What the Panamap can provide is a useful way for people to embrace interactivity without a chip (note to the Digerati: yes, interactivity can exist without silicon). Our excitement in this media stems from the fact that the user controls the nature of the engagement; the interactivity is directly controlled by a user, not an external interface (mouse, pointer, keyboard, etc…). The simplicity of the interface allows us to focus on a goal-seeking activity, not a process-oriented one.

UMI University Presents…

April 23rd, 2007

Fabien Girardin will be dropping by UMI this Friday for a lunchtime show-and-tell. He’ll give a version of his CHI presentation, “Bridging the Social-technical Gap in Location-aware Computing.”

Here’s the abstract…

Building ubiquitous applications that exploit location requires integrating underlying infrastructure for linking sensors with high-level representation of the measure space to support human activities. However, the real-world constraints limit the efficiency of location technologies. The inherent spatial uncertainty embedded in mobile and location systems constantly challenges the coexistence of digital and physical spaces.

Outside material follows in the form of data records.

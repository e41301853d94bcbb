//! The connection state machine: a non-blocking, reconnecting TCP
//! socket to the FPM peer, driven by a single `mio::Poll` so the plugin
//! thread never blocks on I/O.

use std::{
    io::{self, Read, Write},
    net::SocketAddr,
    sync::atomic::Ordering,
    time::{Duration, Instant},
};

use log::{debug, info, warn};
use mio::{net::TcpStream, Events, Interest, Poll, Token};

use crate::{
    consts::fpm::{NL_PKT_BUF_SIZE, RECONNECT_BACKOFF_SECS},
    counters::Counters,
    decode::{decode_route_notify, RouteNotify},
    err::{FpmError, FrameError},
    frame::{Decoder, FrameEvent},
    obuf::OutputBuffer,
};

const SOCKET_TOKEN: Token = Token(0);

/// Coarse connection lifecycle. The four `Replay*` states track which
/// reconciliation phase is in flight once a connection is up; the
/// walker itself drives the encoding work, this only reflects it for
/// logging and for gating whether new contexts get queued versus
/// dropped.
#[derive(Debug, Clone, Copy, PartialEq, Eq)]
pub enum ConnState {
    Disabled,
    Idle,
    Connecting,
    ReplayLsp,
    ReplayNhg,
    ReplayRib,
    ReplayRmac,
    Connected,
}

impl ConnState {
    pub fn is_replaying(self) -> bool {
        matches!(
            self,
            ConnState::ReplayLsp | ConnState::ReplayNhg | ConnState::ReplayRib | ConnState::ReplayRmac
        )
    }

    pub fn from_walker_phase(phase: crate::walker::Phase) -> ConnState {
        use crate::walker::Phase;
        match phase {
            Phase::Lsp => ConnState::ReplayLsp,
            Phase::Nhg => ConnState::ReplayNhg,
            Phase::Rib => ConnState::ReplayRib,
            Phase::Rmac => ConnState::ReplayRmac,
            Phase::Done => ConnState::Connected,
        }
    }
}

/// Owns the socket, the poller, and the reconnect backoff timer.
pub struct Connection {
    addr: SocketAddr,
    poll: Poll,
    events: Events,
    stream: Option<TcpStream>,
    pub state: ConnState,
    decoder: Decoder,
    next_attempt: Option<Instant>,
}

impl Connection {
    pub fn new(addr: SocketAddr) -> io::Result<Self> {
        Ok(Connection {
            addr,
            poll: Poll::new()?,
            events: Events::with_capacity(16),
            stream: None,
            state: ConnState::Idle,
            decoder: Decoder::new(),
            next_attempt: None,
        })
    }

    pub fn disable(&mut self, obuf: &OutputBuffer) {
        self.teardown(obuf);
        self.state = ConnState::Disabled;
    }

    pub fn enable(&mut self) {
        if self.state == ConnState::Disabled {
            self.state = ConnState::Idle;
            self.next_attempt = None;
        }
    }

    fn teardown(&mut self, obuf: &OutputBuffer) {
        if let Some(mut stream) = self.stream.take() {
            let _ = self.poll.registry().deregister(&mut stream);
        }
        self.decoder.reset();
        obuf.clear();
    }

    /// Force an immediate reconnect, e.g. on an operator request or a
    /// nexthop-group policy toggle.
    pub fn reconnect(&mut self, obuf: &OutputBuffer) {
        if self.state == ConnState::Disabled {
            return;
        }
        self.teardown(obuf);
        self.state = ConnState::Idle;
        self.next_attempt = None;
    }

    /// Point the connection at a new peer address, tearing down any
    /// active socket so the next tick reconnects to the new target.
    pub fn set_address(&mut self, addr: SocketAddr, obuf: &OutputBuffer) {
        self.addr = addr;
        if self.state == ConnState::Disabled {
            return;
        }
        self.teardown(obuf);
        self.state = ConnState::Idle;
        self.next_attempt = None;
    }

    /// Try to open the socket if idle and the backoff timer allows it.
    pub fn maybe_connect(&mut self, counters: &Counters) {
        if self.state != ConnState::Idle {
            return;
        }
        if let Some(at) = self.next_attempt {
            if Instant::now() < at {
                return;
            }
        }
        match TcpStream::connect(self.addr) {
            Ok(mut stream) => {
                if let Err(e) = self.poll.registry().register(
                    &mut stream,
                    SOCKET_TOKEN,
                    Interest::READABLE | Interest::WRITABLE,
                ) {
                    warn!("fpm: failed to register socket with poller: {e}");
                    counters.connection_errors.fetch_add(1, Ordering::Relaxed);
                    self.schedule_retry();
                    return;
                }
                self.stream = Some(stream);
                self.state = ConnState::Connecting;
                debug!("fpm: connecting to {}", self.addr);
            }
            Err(e) => {
                warn!("fpm: connect to {} failed: {e}", self.addr);
                counters.connection_errors.fetch_add(1, Ordering::Relaxed);
                self.schedule_retry();
            }
        }
    }

    fn schedule_retry(&mut self) {
        self.next_attempt = Some(Instant::now() + Duration::from_secs(RECONNECT_BACKOFF_SECS));
    }

    /// Poll the socket for readiness and drive reads/writes. Returns any
    /// route-notify messages decoded from the peer this tick.
    pub fn poll_io(&mut self, obuf: &OutputBuffer, timeout: Duration, counters: &Counters) -> Result<Vec<RouteNotify>, FpmError> {
        let Some(mut stream) = self.stream.take() else {
            return Ok(Vec::new());
        };

        self.poll.poll(&mut self.events, Some(timeout))?;
        let mut notifies = Vec::new();
        // `None` = still healthy; `Some(true)` = peer closed cleanly
        // (counts as `connection_closes`); `Some(false)` = any other
        // fatal error (counts as `connection_errors`).
        let mut broke: Option<bool> = None;

        for event in self.events.iter() {
            if event.token() != SOCKET_TOKEN {
                continue;
            }
            if event.is_writable() && self.state == ConnState::Connecting {
                match stream.peer_addr() {
                    Ok(_) => {
                        self.state = ConnState::ReplayLsp;
                        info!("fpm: connected to {}", self.addr);
                    }
                    Err(e) if e.kind() == io::ErrorKind::NotConnected => {}
                    Err(e) => {
                        warn!("fpm: connect to {} failed: {e}", self.addr);
                        broke = Some(false);
                    }
                }
            }
            if event.is_writable() && broke.is_none() {
                if let Err(e) = Self::flush_writes(&mut stream, obuf, counters) {
                    if e.kind() != io::ErrorKind::WouldBlock {
                        warn!("fpm: write to {} failed: {e}", self.addr);
                        broke = Some(e.kind() == io::ErrorKind::WriteZero);
                    }
                }
            }
            if event.is_readable() && broke.is_none() {
                match Self::drain_reads(&mut stream, &mut self.decoder, counters) {
                    Ok(mut decoded) => notifies.append(&mut decoded),
                    Err(FpmError::Frame(_)) => {
                        warn!("fpm: frame error reading from {}, reconnecting", self.addr);
                        broke = Some(false);
                    }
                    Err(FpmError::Io(e)) if e.kind() == io::ErrorKind::WouldBlock => {}
                    Err(FpmError::Io(e)) if e.kind() == io::ErrorKind::UnexpectedEof => {
                        warn!("fpm: peer {} closed the connection", self.addr);
                        broke = Some(true);
                    }
                    Err(e) => {
                        warn!("fpm: error reading from {}: {e}", self.addr);
                        broke = Some(false);
                    }
                }
            }
        }

        if let Some(eof) = broke {
            let _ = self.poll.registry().deregister(&mut stream);
            self.decoder.reset();
            obuf.clear();
            self.state = ConnState::Idle;
            self.schedule_retry();
            if eof {
                counters.connection_closes.fetch_add(1, Ordering::Relaxed);
            } else {
                counters.connection_errors.fetch_add(1, Ordering::Relaxed);
            }
        } else {
            self.stream = Some(stream);
        }
        Ok(notifies)
    }

    fn flush_writes(stream: &mut TcpStream, obuf: &OutputBuffer, counters: &Counters) -> io::Result<()> {
        loop {
            let chunk = obuf.peek_front(NL_PKT_BUF_SIZE);
            if chunk.is_empty() {
                return Ok(());
            }
            match stream.write(&chunk) {
                Ok(0) => return Err(io::Error::new(io::ErrorKind::WriteZero, "peer closed")),
                Ok(n) => {
                    obuf.consume(n);
                    counters.bytes_sent.fetch_add(n as u64, Ordering::Relaxed);
                    if n < chunk.len() {
                        // Short write: the socket is applying backpressure.
                        // Stop for this readiness tick; the next WRITABLE
                        // event picks up the remainder, which is still in
                        // obuf since we only consumed what was confirmed
                        // written.
                        return Ok(());
                    }
                }
                Err(e) if e.kind() == io::ErrorKind::WouldBlock => return Ok(()),
                Err(e) => return Err(e),
            }
        }
    }

    fn drain_reads(stream: &mut TcpStream, decoder: &mut Decoder, counters: &Counters) -> Result<Vec<RouteNotify>, FpmError> {
        let mut buf = [0u8; NL_PKT_BUF_SIZE];
        let mut notifies = Vec::new();
        loop {
            match stream.read(&mut buf) {
                Ok(0) => return Err(FpmError::Io(io::Error::new(io::ErrorKind::UnexpectedEof, "peer closed"))),
                Ok(n) => {
                    counters.bytes_read.fetch_add(n as u64, Ordering::Relaxed);
                    decoder.feed(&buf[..n]);
                    loop {
                        match decoder.poll() {
                            FrameEvent::NeedMore => break,
                            FrameEvent::Frame(payload) => match decode_route_notify(&payload) {
                                Ok(Some(notify)) => notifies.push(notify),
                                Ok(None) => {}
                                Err(e @ FrameError::ShortNlmsgLen(_)) => {
                                    // Per-message decode oddity: log and skip
                                    // just this one message, keep reading.
                                    warn!("fpm: skipping malformed route-notify: {e}");
                                }
                                // Inner nlmsg_len exceeding the frame payload is a
                                // framing desync severe enough to reconnect over;
                                // stop draining this frame loop immediately rather
                                // than attempting to parse more out of this stream.
                                Err(e) => return Err(FpmError::Frame(e)),
                            },
                            FrameEvent::Reconnect(e) => return Err(FpmError::Frame(e)),
                        }
                    }
                }
                Err(e) if e.kind() == io::ErrorKind::WouldBlock => return Ok(notifies),
                Err(e) => return Err(FpmError::Io(e)),
            }
        }
    }
}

Consequently, the technical mechanisms fail to match the highly flexible, nuanced, and contextual human spatial activities. These discrepancies generate a social-technical gap between what should be socially supported and what can be technically achieved. My research aims at exploring, and hopefully reducing this gap in the context of location-aware computing.

Umibot is thrilled to have him–my master has been corresponding with him for several months and we look forward to a lively exchange of ideas.